Kaisar tak peduli dengan ucapannya mama Kartini. Dia terus menarik rambutnya. Tubuhnya tampak sangat gemetar.
Kaisar lalu berdiri dan terus saja menarik rambutnya dengan keras, seolah ingin mencabutnya. Dia lalu mendekati dinding dan ingin membentur kepalanya. Mama Kartini langsung memeluk putranya dan menangis.
"Sayang, bukan salahmu, Nak. Papa pergi karena memang sudah menjadi kehendak Allah," ucap Mama Kartini.
"Aku yang membuat papa meninggal," ucap Kaisar lagi. Dia terus mengatakan itu berulang kali.
"Haura, tolong ambilkan obat yang ada di dalam tas kecil yang selalu Kaisar bawa," ucap Mama Kartini.
"Baik, Ma," jawab Haura. Dia lalu berlari menuju kamar di lantai atas. Teringat tentang sang suami yang suka minum obat.
Sementara itu, Kaisar kembali mencoba ingin membentur kepalanya yang terasa sangat pusing.
"Yusuf, tolong bawa adikmu ke kamar!" perintah Mama Kartini.

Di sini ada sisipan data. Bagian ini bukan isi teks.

//! audio-preview-daemon: Background daemon for keyboard-driven audio previewing
//!
//! The daemon provides:
//! - Global, user-configurable hotkeys via a low-level keyboard hook
//! - A playback worker that previews one file at a time
//! - A SQLite label store for tagging and finding samples
//! - Screen reader announcements of state changes
//! - An IPC server for the UI process

mod announce;
mod audio;
mod config;
mod controller;
mod events;
mod hotkey;
mod ipc;
mod lifecycle;
mod state;
mod tags;

use std::sync::{Arc, Mutex};

use anyhow::{Context, Result};
use tokio::sync::{broadcast, mpsc, watch};
use tracing::{error, info, warn};
use tracing_subscriber::EnvFilter;

use crate::announce::{Announcer, ScreenReaderAnnouncer};
use crate::audio::{command_channel, default_backend, AudioCommand, BackendFactory, DefaultBackend};
use crate::config::Config;
use crate::controller::{Controller, ControllerOptions};
use crate::events::AppEvent;
use crate::hotkey::{system_probe, BindingStore, HotkeyListener};
use crate::ipc::{Server, ServerContext};
use crate::lifecycle::ShutdownSignal;
use crate::state::{spawn_worker, PlaybackSnapshot, PlayerOptions};
use crate::tags::TagStore;

#[tokio::main]
async fn main() -> Result<()> {
    // Load configuration
    let config = Config::load()?;

    // Initialize logging
    tracing_subscriber::fmt()
        .with_env_filter(
            EnvFilter::try_from_default_env()
                .unwrap_or_else(|_| EnvFilter::new(&config.log_filter)),
        )
        .init();

    info!(
        version = env!("CARGO_PKG_VERSION"),
        "audio-preview-daemon starting"
    );

    config.ensure_dirs()?;
    info!(
        bindings = %config.bindings_path.display(),
        db = %config.db_path.display(),
        ipc = %config.ipc_addr,
        "configuration loaded"
    );

    // The label store is the one hard requirement
    let tags = Arc::new(TagStore::open(&config.db_path).context("cannot start without the tag store")?);

    let shutdown = ShutdownSignal::new();

    // Controller/worker -> IPC subscribers
    let (event_tx, _event_rx) = broadcast::channel::<AppEvent>(256);

    let bindings = BindingStore::load(config.bindings_path.clone(), system_probe());
    let registry_rx = bindings.subscribe();
    if registry_rx.borrow().is_empty() {
        warn!("no hotkeys are bound");
    }
    let bindings = Arc::new(Mutex::new(bindings));

    // Hotkey listener -> controller
    let (hotkey_tx, hotkey_rx) = mpsc::unbounded_channel();
    let hotkey_listener = HotkeyListener::new(hotkey_tx, registry_rx, config.debounce);

    // Start the hotkey listener (runs on dedicated thread)
    let hook_failure = match hotkey_listener.start() {
        Ok(()) => {
            info!("hotkey listener started");
            None
        }
        Err(e) => {
            error!(error = %e, "failed to start hotkey listener");
            warn!("continuing without global hotkeys");
            Some(e.to_string())
        }
    };

    // Controller/IPC -> playback worker
    let (commands, command_rx) = command_channel();
    let (snapshot_tx, snapshot_rx) = watch::channel(PlaybackSnapshot::default());
    let player_options = PlayerOptions {
        poll_interval: config.poll_interval,
        probe_timeout: config.probe_timeout,
    };
    let factory: BackendFactory<DefaultBackend> = Box::new(default_backend);
    let worker = spawn_worker(factory, command_rx, player_options, snapshot_tx, event_tx.clone())
        .context("failed to spawn playback worker")?;

    let screen_readers = ScreenReaderAnnouncer::load(config.announcer, &config.dll_dir);
    if screen_readers.is_silent() {
        warn!(strategy = %config.announcer, "no screen reader reachable, announcements disabled");
    }
    let announcer: Arc<dyn Announcer> = Arc::new(screen_readers);

    // IPC -> controller
    let (ui_tx, ui_rx) = mpsc::channel(32);
    let context = ServerContext {
        commands: commands.clone(),
        ui: ui_tx,
        bindings,
        tags,
        events: event_tx.clone(),
        playback: snapshot_rx.clone(),
    };
    let server = match Server::bind(config.ipc_addr, context).await {
        Ok(server) => {
            // no UI is connected yet; the server repeats the failure on subscribe
            match hook_failure {
                Some(reason) => server.set_hook_failure(reason).await,
                None => server.set_hotkeys_active(true).await,
            }
            Some(server)
        }
        Err(e) => {
            error!(error = %e, "IPC server unavailable, continuing without UI bridge");
            None
        }
    };
    let status_rx = event_tx.subscribe();

    let controller = Controller::new(
        commands.clone(),
        Arc::clone(&announcer),
        event_tx.clone(),
        snapshot_rx,
        ControllerOptions {
            seek_step: config.seek_step,
            seek_repeat: config.seek_repeat,
        },
    );

    info!("daemon initialized, entering main loop");

    // Main event loop
    tokio::select! {
        // Run the controller (processes hotkey and UI actions)
        _ = controller.run(hotkey_rx, ui_rx) => {
            info!("controller exited");
        }

        // Run the IPC server alongside its status tracker
        _ = async {
            match &server {
                Some(server) => {
                    tokio::join!(server.run(), server.track_events(status_rx));
                }
                None => std::future::pending::<()>().await,
            }
        } => {
            info!("IPC server exited");
        }

        // Wait for shutdown signal
        _ = shutdown.wait() => {
            info!("shutdown signal received");
        }
    }

    // Cleanup
    info!("shutting down...");

    announcer.stop();
    if hotkey_listener.is_running() {
        hotkey_listener.stop();
    }
    if let Some(server) = &server {
        server.shutdown().await;
    }

    commands.send(AudioCommand::Quit);
    match tokio::task::spawn_blocking(move || worker.join()).await {
        Ok(Ok(())) => {}
        Ok(Err(_)) => error!("playback worker panicked"),
        Err(e) => error!(error = %e, "failed to join playback worker"),
    }

    info!("audio-preview-daemon stopped");

    Ok(())
}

Melli dan Yusuf tampak tersenyum. Dia lalu berdiri dan mendekati Kaisar. Menarik lengan Kaisar dan mengajaknya ke kamar. Mama Kartini lalu mengambil minum.
Dalam kamar Yusuf kembali mengingatkan Kaisar tentang kepergian papa mereka.
"Semua salahmu, Kaisar. Seandainya kamu tak bertengkar dengan papa, pasti beliau masih hidup!" seru Yusuf.
Kaisar langsung melepaskan pegangan tangan Yusuf di lengannya. Dia lalu berlari ke kamar mandi dan membentur kepalanya. Darah segar mengalir dari dahinya.
Mama dan Haura yang masuk ke kamar langsung histeris melihat keadaan Kaisar.
"Kaisar ...," teriak Mama Kartini dan segera memeluk putranya dengan erat.